[Stored items from a collection]
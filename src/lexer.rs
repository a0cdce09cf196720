use std::num::ParseIntError;

use crate::{
    scanner::Scanner,
    token::{Span, Spanned, Token, TokenKind, KEYWORDS},
};

pub const SUGGESTED_TOKENS_CAPACITY: usize = 8_192;

/// Tabs advance the indentation level to the next multiple of this width.
pub const TAB_WIDTH: usize = 8;

type Result<T, E = Spanned<Error>> = std::result::Result<T, E>;

/// Lexes the provided string, producing the tokens into the provided buffer.
///
/// On error, the buffer holds every token produced before the offending one.
pub fn lex(src: &str, tokens: &mut Vec<Token>) -> Result<()> {
    Lexer::new(src, tokens).lex()
}

/// A convenience function that allocates a new buffer per lexed input and
/// returns it.
pub fn lex_in_new(src: &str) -> Result<Vec<Token>> {
    let mut tokens = Vec::with_capacity(SUGGESTED_TOKENS_CAPACITY);
    lex(src, &mut tokens)?;
    Ok(tokens)
}

/// The ChocoPy lexer.
///
/// Physical lines are translated into logical ones: blank and comment-only
/// lines produce nothing, and changes of the leading indentation produce
/// `INDENT`/`DEDENT` tokens.
struct Lexer<'src, 'tok> {
    scanner: Scanner<'src>,
    tokens: &'tok mut Vec<Token>,
    /// Set at start-of-file and after each emitted `NEWLINE`.
    is_new_line: bool,
    /// Running column of the current line, while still in its leading
    /// whitespace.
    indent_level: usize,
    /// Never empty; its bottom is always zero.
    indent_stack: Vec<usize>,
}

▸ **WHAT YOU ARE ASKED TO DO**:
If a line above holds the string "Result", copy it out.

▸ **ANSWER SPACE**:
type Result<T, E = Spanned<Error>> = std::result::Result<T, E>;
pub fn lex(src: &str, tokens: &mut Vec<Token>) -> Result<()> {
pub fn lex_in_new(src: &str) -> Result<Vec<Token>> {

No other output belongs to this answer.